A través de la Resolución No. 01510 - 0010 del treinta (30) de marzo de mil novecientos noventa y cinco (1995), la Administración declaró “no probada la excepción de falta de título ejecutivo” esencialmente, porque se trataba del cobro coactivo de un saldo a favor improcedente, determinado con fundamento en la corrección efectuada por la contribuyente a la declaración del impuesto a las ventas del último bimestre del año gravable de 1989, para lo cual la Administración contaba con un término de cinco años en virtud de lo dispuesto en el artículo 9º del Decreto Reglamentario 2314 de 1989. Contra la anterior resolución, la contribuyente interpuso recurso de reposición en donde en la excepción de falta de título ejecutivo, manifestando con fundamento en los artículos 488 del Código de Procedimiento Civil, 714 y 828 del Estatuto Tributario, que la obligación que se le pretendía cobrar, no era clara, expresa ni exigible, porque la certificación del Administrador de Impuestos no tenía el soporte de una liquidación privada ni oficial en la que se hubiera determinado un saldo a pagar por valor de $3.395.374. Reiteró que la liquidación privada del impuesto a las ventas del período enero - febrero de 1990, quedó en firme, por no haber sido modificada en la forma prevista en la ley, y que por consiguiente no era aplicable al caso el artículo 9º del Decreto Reglamentario 2314 de 1989. El recurso fue fallado por medio de la Resolución No. 01510 - 002 del veintitrés (23) de mayo de mil novecientos noventa y cinco (1995), en la cual la dependencia oficial negó las pretensiones de la recurrente y ordenó seguir

adelante la ejecución. LA DEMANDA Ante la Jurisdicción el apoderado judicial de la contribuyente demanda en ejercicio de la acción de nulidad y restablecimiento del derecho, los actos administrativos que resolvieron en forma adversa la excepción de falta de título ejecutivo, propuesta dentro del proceso administrativo de cobro coactivo iniciado a favor indebidamente imputado en la declaración del impuesto a las ventas correspondientes al bimestre enero febrero de 1990. Fundamenta el demandante tal pretensión en lo dispuesto en los artículos 714, 815, 831 numeral 7) del Estatuto Tributario y 9º Parágrafo 2º del Decreto Reglamentario 2314 de 1989. En esta oportunidad, reafirma que los argumentos expuestos en la vía gubernativa, en lo referente a la excepción de falta de título ejecutivo, en el sentido de que la obligación que se le pretende cobrar a su representada, a la luz del artículo 488 del Código de Procedimiento Civil, no es clara, expresa, y exigible, porque la certificación del Administrador de Impuestos no tiene el soporte de una liquidación privada ni oficial en la que se hubiera determinado un saldo a pagar por valor de $3.395.374 (tres millones trescientos noventa y cinco mil trescientos setenta y cuatro).

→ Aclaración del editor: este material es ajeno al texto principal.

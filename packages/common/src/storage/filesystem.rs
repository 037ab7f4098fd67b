use std::path::PathBuf;

use async_trait::async_trait;
use tokio::fs;
use tokio::io::BufReader;

use super::error::StorageError;
use super::hash::ContentHash;
use super::key::FileKey;
use super::traits::{BoxReader, FileStore, StoredFile};

/// Filesystem-backed file store.
///
/// Files are laid out as `{root}/{namespace}/{2 hex chars}/{62 hex chars}.{ext}`.
/// Writes go to `{root}/.tmp` first and are renamed into place.
pub struct FilesystemFileStore {
    root: PathBuf,
    max_size: u64,
}

impl FilesystemFileStore {
    pub async fn new(root: PathBuf, max_size: u64) -> Result<Self, StorageError> {
        fs::create_dir_all(root.join(".tmp")).await?;
        Ok(Self { root, max_size })
    }

    fn file_path(&self, key: &FileKey) -> PathBuf {
        self.root.join(key.relative_path())
    }

    fn temp_path(&self) -> PathBuf {
        self.root
            .join(".tmp")
            .join(uuid::Uuid::new_v4().to_string())
    }
}

#[async_trait]
impl FileStore for FilesystemFileStore {
    async fn save(
        &self,
        namespace: &str,
        extension: &str,
        data: &[u8],
    ) -> Result<StoredFile, StorageError> {
        let size = data.len() as u64;
        if size > self.max_size {
            return Err(StorageError::SizeLimitExceeded {
                actual: size,
                limit: self.max_size,
            });
        }

        let hash = ContentHash::compute(data);
        let key = FileKey::for_content(namespace, extension, &hash)?;
        let path = self.file_path(&key);

        if fs::try_exists(&path).await? {
            return Ok(StoredFile { key, size });
        }

        let temp_path = self.temp_path();
        if let Err(e) = fs::write(&temp_path, data).await {
            let _ = fs::remove_file(&temp_path).await;
            return Err(e.into());
        }

        if let Some(parent) = path.parent() {
            fs::create_dir_all(parent).await?;
        }

        if let Err(e) = fs::rename(&temp_path, &path).await {
            let _ = fs::remove_file(&temp_path).await;
            return Err(e.into());
        }

        tracing::debug!(key = %key, size, "Stored file");
        Ok(StoredFile { key, size })
    }

    async fn open(&self, key: &FileKey) -> Result<BoxReader, StorageError> {
        match fs::File::open(self.file_path(key)).await {
            Ok(file) => Ok(Box::new(BufReader::new(file))),
            Err(e) if e.kind() == std::io::ErrorKind::NotFound => {
                Err(StorageError::NotFound(key.to_string()))
            }
            Err(e) => Err(e.into()),
        }
    }

    async fn exists(&self, key: &FileKey) -> Result<bool, StorageError> {
        Ok(fs::try_exists(self.file_path(key)).await?)
    }

    async fn delete(&self, key: &FileKey) -> Result<bool, StorageError> {
        match fs::remove_file(self.file_path(key)).await {
            Ok(()) => Ok(true),
            Err(e) if e.kind() == std::io::ErrorKind::NotFound => Ok(false),
            Err(e) => Err(e.into()),
        }
    }
}
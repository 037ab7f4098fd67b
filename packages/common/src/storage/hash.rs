use std::fmt;

use sha2::{Digest, Sha256};

/// SHA-256 digest of a stored file's bytes.
#[derive(Clone, Copy, PartialEq, Eq, Hash)]
pub struct ContentHash([u8; 32]);

impl ContentHash {
    pub fn compute(data: &[u8]) -> Self {
        Self(Sha256::digest(data).into())
    }

    /// 64-character lowercase hex form.
    pub fn to_hex(&self) -> String {
        hex::encode(self.0)
    }

    /// First 2 hex characters, used as the shard directory.
    pub fn shard_prefix(&self) -> String {
        hex::encode(&self.0[..1])
    }

    /// Remaining 62 hex characters.
    pub fn shard_suffix(&self) -> String {
        hex::encode(&self.0[1..])
    }
}

impl fmt::Debug for ContentHash {
    fn fmt(&self, f: &mut fmt::Formatter<'_>) -> fmt::Result {
        write!(f, "ContentHash({})", self.to_hex())
    }
}

impl fmt::Display for ContentHash {
    fn fmt(&self, f: &mut fmt::Formatter<'_>) -> fmt::Result {
        f.write_str(&self.to_hex())
    }
}
use anyhow::Result;
use chrono::{DateTime, Utc};
use jsonwebtoken::{DecodingKey, EncodingKey, Header, Validation, decode, encode};
use serde::{Deserialize, Serialize};
use uuid::Uuid;

use crate::entity::user::AccountRole;

/// Session token claims.
#[derive(Debug, Serialize, Deserialize)]
pub struct Claims {
    pub sub: String,       // Username
    pub uid: i32,          // User ID
    pub role: AccountRole, // Linked profile kind
    pub sid: Uuid,         // Session row ID
    pub exp: usize,        // Expiration timestamp
}

/// Sign a session token that expires together with its session row.
pub fn sign(
    user_id: i32,
    username: &str,
    role: AccountRole,
    session_id: Uuid,
    expires_at: DateTime<Utc>,
    secret: &str,
) -> Result<String> {
    let claims = Claims {
        sub: username.to_owned(),
        uid: user_id,
        role,
        sid: session_id,
        exp: expires_at.timestamp() as usize,
    };

    let token = encode(
        &Header::default(),
        &claims,
        &EncodingKey::from_secret(secret.as_bytes()),
    )?;

    Ok(token)
}

/// Verify and decode a session token.
pub fn verify(token: &str, secret: &str) -> Result<Claims> {
    let token_data = decode::<Claims>(
        token,
        &DecodingKey::from_secret(secret.as_bytes()),
        &Validation::default(),
    )?;
    Ok(token_data.claims)
}
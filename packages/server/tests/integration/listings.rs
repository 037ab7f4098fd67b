use serde_json::json;

use crate::common::{TestApp, routes};

mod institutions {
    use super::*;

    #[tokio::test]
    async fn seeded_institutions_are_listed_and_searchable() {
        let app = TestApp::spawn().await;

        let all = app.get_without_token(routes::INSTITUTIONS).await;
        assert_eq!(all.status, 200);
        assert_eq!(all.body.as_array().unwrap().len(), 2);

        let res = app
            .get_without_token(&format!("{}?search=UNIVERSITY", routes::INSTITUTIONS))
            .await;
        assert_eq!(res.pluck("kind"), vec![json!("university")]);
    }

    #[tokio::test]
    async fn institutions_can_be_ordered_by_name_descending() {
        let app = TestApp::spawn().await;

        let res = app
            .get_without_token(&format!("{}?ordering=-name", routes::INSTITUTIONS))
            .await;

        assert_eq!(res.status, 200, "{}", res.text);
        assert_eq!(
            res.pluck("name"),
            vec![
                json!("Chuvash State University"),
                json!("Cheboksary Polytechnic College"),
            ]
        );
    }
}

mod companies {
    use super::*;

    #[tokio::test]
    async fn unverified_and_inactive_companies_are_hidden() {
        let app = TestApp::spawn().await;
        app.create_company("listed", None, true).await;
        let hidden_token = app.create_company("pending", None, false).await;
        app.create_company("closed", None, true).await;
        app.set_company_active("closed", false).await;
        // An active internship does not make an unverified company visible.
        app.create_internship(&hidden_token, "Intern", &["Rust"]).await;

        let res = app.get_without_token(routes::COMPANIES).await;

        assert_eq!(res.status, 200);
        assert_eq!(res.pluck("name"), vec![json!("listed Inc")]);

        let id = app.company_id("pending").await;
        let res = app.get_without_token(&routes::company(id)).await;
        assert_eq!(res.status, 404);
    }

    #[tokio::test]
    async fn company_rating_is_the_mean_of_reviews() {
        let app = TestApp::spawn().await;
        app.create_company("acme", None, true).await;
        let company_id = app.company_id("acme").await;

        for (name, rating) in [("s1", 4), ("s2", 5)] {
            let token = app.create_student(name).await;
            let res = app
                .post_with_token(
                    routes::REVIEWS,
                    &json!({"company_id": company_id, "rating": rating, "comment": "ok"}),
                    &token,
                )
                .await;
            assert_eq!(res.status, 201, "{}", res.text);
        }

        let res = app.get_without_token(&routes::company(company_id)).await;

        assert_eq!(res.body["rating"], 4.5);
        assert_eq!(res.body["reviews_count"], 2);
    }

    #[tokio::test]
    async fn with_internships_groups_matches_by_company() {
        let app = TestApp::spawn().await;
        let acme = app.create_company("acme", None, true).await;
        let globex = app.create_company("globex", None, true).await;
        app.create_company("idle", None, true).await;
        app.create_internship(&acme, "Backend", &["Go"]).await;
        app.create_internship(&acme, "Frontend", &["TypeScript"]).await;
        app.create_internship(&globex, "Data", &["Python"]).await;

        let res = app
            .get_without_token(&format!(
                "{}?tech_stack=go,python",
                routes::COMPANIES_WITH_INTERNSHIPS
            ))
            .await;

        assert_eq!(res.status, 200, "{}", res.text);
        // globex has the newest match, but groups still come back by name.
        assert_eq!(res.pluck("name"), vec![json!("acme Inc"), json!("globex Inc")]);
        for group in res.body.as_array().unwrap() {
            assert_eq!(group["internships"].as_array().unwrap().len(), 1);
        }
    }

    #[tokio::test]
    async fn ordering_switches_the_sort_column() {
        let app = TestApp::spawn().await;
        app.create_company("zeta", None, true).await;
        app.create_company("acme", None, true).await;

        let by_name = app.get_without_token(routes::COMPANIES).await;
        assert_eq!(by_name.pluck("name"), vec![json!("acme Inc"), json!("zeta Inc")]);

        let newest = app
            .get_without_token(&format!("{}?ordering=-created_at", routes::COMPANIES))
            .await;
        assert_eq!(newest.status, 200, "{}", newest.text);
        assert_eq!(newest.pluck("name"), vec![json!("acme Inc"), json!("zeta Inc")]);

        let oldest = app
            .get_without_token(&format!("{}?ordering=created_at", routes::COMPANIES))
            .await;
        assert_eq!(oldest.pluck("name"), vec![json!("zeta Inc"), json!("acme Inc")]);

        let bad = app
            .get_without_token(&format!("{}?ordering=rating", routes::COMPANIES))
            .await;
        assert_eq!(bad.status, 400);
        assert_eq!(bad.body["code"], "VALIDATION_ERROR");
    }
}

mod internships {
    use super::*;

    #[tokio::test]
    async fn inactive_internships_are_not_listed() {
        let app = TestApp::spawn().await;
        let token = app.create_company("acme", None, true).await;
        let open = app.create_internship(&token, "Open", &[]).await;
        let closed = app.create_internship(&token, "Closed", &[]).await;
        let res = app
            .patch_with_token(
                &routes::own_internship(closed),
                &json!({"is_active": false}),
                &token,
            )
            .await;
        assert_eq!(res.status, 200, "{}", res.text);

        let res = app.get_without_token(routes::INTERNSHIPS).await;
        assert_eq!(res.pluck("id"), vec![json!(open)]);

        let res = app.get_without_token(&routes::internship(closed)).await;
        assert_eq!(res.status, 404);
    }

    #[tokio::test]
    async fn internships_of_unlisted_companies_are_hidden() {
        let app = TestApp::spawn().await;
        let token = app.create_company("acme", None, false).await;
        let id = app.create_internship(&token, "Intern", &[]).await;

        let res = app.get_without_token(routes::INTERNSHIPS).await;
        assert!(res.body.as_array().unwrap().is_empty());

        let res = app.get_without_token(&routes::internship(id)).await;
        assert_eq!(res.status, 404);
    }

    #[tokio::test]
    async fn tech_filter_matches_any_tag_ignoring_case() {
        let app = TestApp::spawn().await;
        let token = app.create_company("acme", None, true).await;
        let py = app.create_internship(&token, "A", &["python", "Django"]).await;
        let go = app.create_internship(&token, "B", &["GO"]).await;
        app.create_internship(&token, "C", &["Rust", "Golang"]).await;
        app.create_internship(&token, "D", &[]).await;

        let res = app
            .get_without_token(&format!(
                "{}?tech_stack=Python,Go&ordering=created_at",
                routes::INTERNSHIPS
            ))
            .await;

        assert_eq!(res.status, 200, "{}", res.text);
        assert_eq!(res.pluck("id"), vec![json!(py), json!(go)]);
    }

    #[tokio::test]
    async fn search_covers_company_name() {
        let app = TestApp::spawn().await;
        let acme = app.create_company("acme", None, true).await;
        let globex = app.create_company("globex", None, true).await;
        let id = app.create_internship(&acme, "Intern", &[]).await;
        app.create_internship(&globex, "Intern", &[]).await;

        let res = app
            .get_without_token(&format!("{}?search=ACME", routes::INTERNSHIPS))
            .await;

        assert_eq!(res.pluck("id"), vec![json!(id)]);
    }

    #[tokio::test]
    async fn institution_filter_uses_offered_institutions() {
        let app = TestApp::spawn().await;
        let token = app.create_company("acme", None, true).await;
        let institution_id = app.institution_id().await;
        let res = app
            .post_with_token(
                routes::OWN_INTERNSHIPS,
                &json!({
                    "position": "Targeted",
                    "location": "Cheboksary",
                    "start_date": "2030-06-01",
                    "end_date": "2030-08-31",
                    "institution_ids": [institution_id],
                }),
                &token,
            )
            .await;
        assert_eq!(res.status, 201, "{}", res.text);
        let targeted = res.id();
        app.create_internship(&token, "Open to all", &[]).await;

        let res = app
            .get_without_token(&format!(
                "{}?institution={institution_id}",
                routes::INTERNSHIPS
            ))
            .await;

        assert_eq!(res.pluck("id"), vec![json!(targeted)]);
    }

    #[tokio::test]
    async fn unknown_ordering_is_rejected() {
        let app = TestApp::spawn().await;

        let res = app
            .get_without_token(&format!("{}?ordering=salary", routes::INTERNSHIPS))
            .await;

        assert_eq!(res.status, 400);
        assert_eq!(res.body["code"], "VALIDATION_ERROR");
    }

    #[tokio::test]
    async fn available_techs_are_distinct_and_sorted_by_spelling() {
        let app = TestApp::spawn().await;
        let token = app.create_company("acme", None, true).await;
        app.create_internship(&token, "A", &["Rust", "go"]).await;
        app.create_internship(&token, "B", &["Go", "Ada"]).await;

        let res = app.get_without_token(routes::AVAILABLE_TECHS).await;

        assert_eq!(res.status, 200, "{}", res.text);
        assert_eq!(res.body, json!(["Ada", "Go", "Rust", "go"]));
    }
}
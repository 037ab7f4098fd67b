//! Ownership checks between the calling principal and the rows it touches.
//!
//! Acting on someone else's row is reported exactly like a missing row.

use sea_orm::{ColumnTrait, ConnectionTrait, EntityTrait, QueryFilter};

use crate::entity::user::AccountRole;
use crate::entity::{application, company, internship, student};
use crate::error::AppError;
use crate::extractors::auth::Principal;

/// `Ok` when `caller_id` owns the resource, otherwise `NotFound("<what> not found")`.
pub fn ensure_owner(owner_id: i32, caller_id: i32, what: &str) -> Result<(), AppError> {
    if owner_id == caller_id {
        Ok(())
    } else {
        Err(AppError::NotFound(format!("{what} not found")))
    }
}

/// The caller's student profile.
pub async fn require_student<C: ConnectionTrait>(
    db: &C,
    principal: &Principal,
) -> Result<student::Model, AppError> {
    let not_found = || AppError::NotFound("Student profile not found".into());
    if principal.role != AccountRole::Student {
        return Err(not_found());
    }
    student::Entity::find()
        .filter(student::Column::UserId.eq(principal.user_id))
        .one(db)
        .await?
        .ok_or_else(not_found)
}

/// The caller's company profile.
pub async fn require_company<C: ConnectionTrait>(
    db: &C,
    principal: &Principal,
) -> Result<company::Model, AppError> {
    let not_found = || AppError::NotFound("Company profile not found".into());
    if principal.role != AccountRole::Company {
        return Err(not_found());
    }
    company::Entity::find()
        .filter(company::Column::UserId.eq(principal.user_id))
        .one(db)
        .await?
        .ok_or_else(not_found)
}

/// An internship owned by `company`.
pub async fn find_company_internship<C: ConnectionTrait>(
    db: &C,
    company: &company::Model,
    internship_id: i32,
) -> Result<internship::Model, AppError> {
    let internship = internship::Entity::find_by_id(internship_id)
        .one(db)
        .await?
        .ok_or_else(|| AppError::NotFound("Internship not found".into()))?;
    ensure_owner(internship.company_id, company.id, "Internship")?;
    Ok(internship)
}

/// An application to one of `company`'s internships, with that internship.
///
/// Ownership follows the internship, not the application's stored company.
pub async fn find_company_application<C: ConnectionTrait>(
    db: &C,
    company: &company::Model,
    application_id: i32,
) -> Result<(application::Model, internship::Model), AppError> {
    let not_found = || AppError::NotFound("Application not found".into());
    let app = application::Entity::find_by_id(application_id)
        .one(db)
        .await?
        .ok_or_else(not_found)?;
    let internship = internship::Entity::find_by_id(app.internship_id)
        .one(db)
        .await?
        .ok_or_else(not_found)?;
    ensure_owner(internship.company_id, company.id, "Application")?;
    Ok((app, internship))
}

/// One of `student`'s own applications.
pub async fn find_student_application<C: ConnectionTrait>(
    db: &C,
    student: &student::Model,
    application_id: i32,
) -> Result<application::Model, AppError> {
    let app = application::Entity::find_by_id(application_id)
        .one(db)
        .await?
        .ok_or_else(|| AppError::NotFound("Application not found".into()))?;
    ensure_owner(app.student_id, student.id, "Application")?;
    Ok(app)
}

Así mismo, la liquidación privada del impuesto a las ventas del período enero febrero de 1990, quedó en firme, por no haber sido modificada en la forma prevista en la ley, esto es, mediante liquidación de revisión o corrección y que por consiguiente no era aplicable al caso el artículo 9º del Decreto Reglamentario 2314 de 1989.

LA SENTENCIA APELADA

El Tribunal Administrativo del Quindío acogió las súplicas de la demanda y en consecuencia, declaró la nulidad de las resoluciones que dieron por no probada la excepción propuesta. Estima, que si bien es cierto, que el artículo 828 del Estatuto Tributario concede al Administrador de Impuestos una facultad de certificación, la misma sólo puede referirse a la existencia de liquidaciones privadas y sus correcciones contenidas en las declaraciones tributarias presentadas, y a las liquidaciones oficiales ejecutoriadas. No le era dado al Administrador, tomar declaraciones de distintos períodos para, a través de operaciones mentales y escritas, convertir saldos a favor en saldos en contra y certificarlos, pues ello equivale a expedir un título a espaldas del contribuyente, sin darle la oportunidad de recurrir contra esa clase de actuaciones. Además, las liquidaciones privadas no son susceptibles de variación mediante certificación del Administrador de Impuestos o su delegado, solo pueden modificarse mediante liquidaciones oficiales. Para respaldas lo expuesto, se remite a sentencia de la Corporación de febrero dieciséis (16) de mil novecientos noventa y seis (1996), Magistrado Ponente, doctor, Julio E. Correa, mediante la cual se confirmó una sentencia de ese Tribunal proferida en proceso militar. EL RECURSO DE APELACION Inconforme con la decisión del Tribunal, la apoderada judicial de la entidad demandada apela la sentencia de primera instancia y afirma que no comparte las conclusiones expuestas en la misma, porque:

1. Es cierto que los servidores públicos en el cumplimiento de sus funciones deben ceñirse estrictamente a las competencias asignadas por la Carta Política, la

ley o el reglamento. Afirmación que en ningún momento ha sido desconocida por al Administración, en razón a que la certificación expedida, por el Administrador de Impuestos Nacionales se enmarca dentro de lo estatuido por el artículo 9º del Decreto 2314 de 1989, que en uno de sus apartes establece “...En tal caso la Administración exigirá el reintegro de los saldos a favor imputados en forma improcedente, incrementados en los respectivos intereses moratorios, cuando haya lugar”. Aparte del cual se deriva la facultad de la Administración de “exigir el reintegro” de los saldos a favor imputados, es decir la facultad de solicitar al contribuyente la devolución o restitución de dineros que pertenecen al Estado.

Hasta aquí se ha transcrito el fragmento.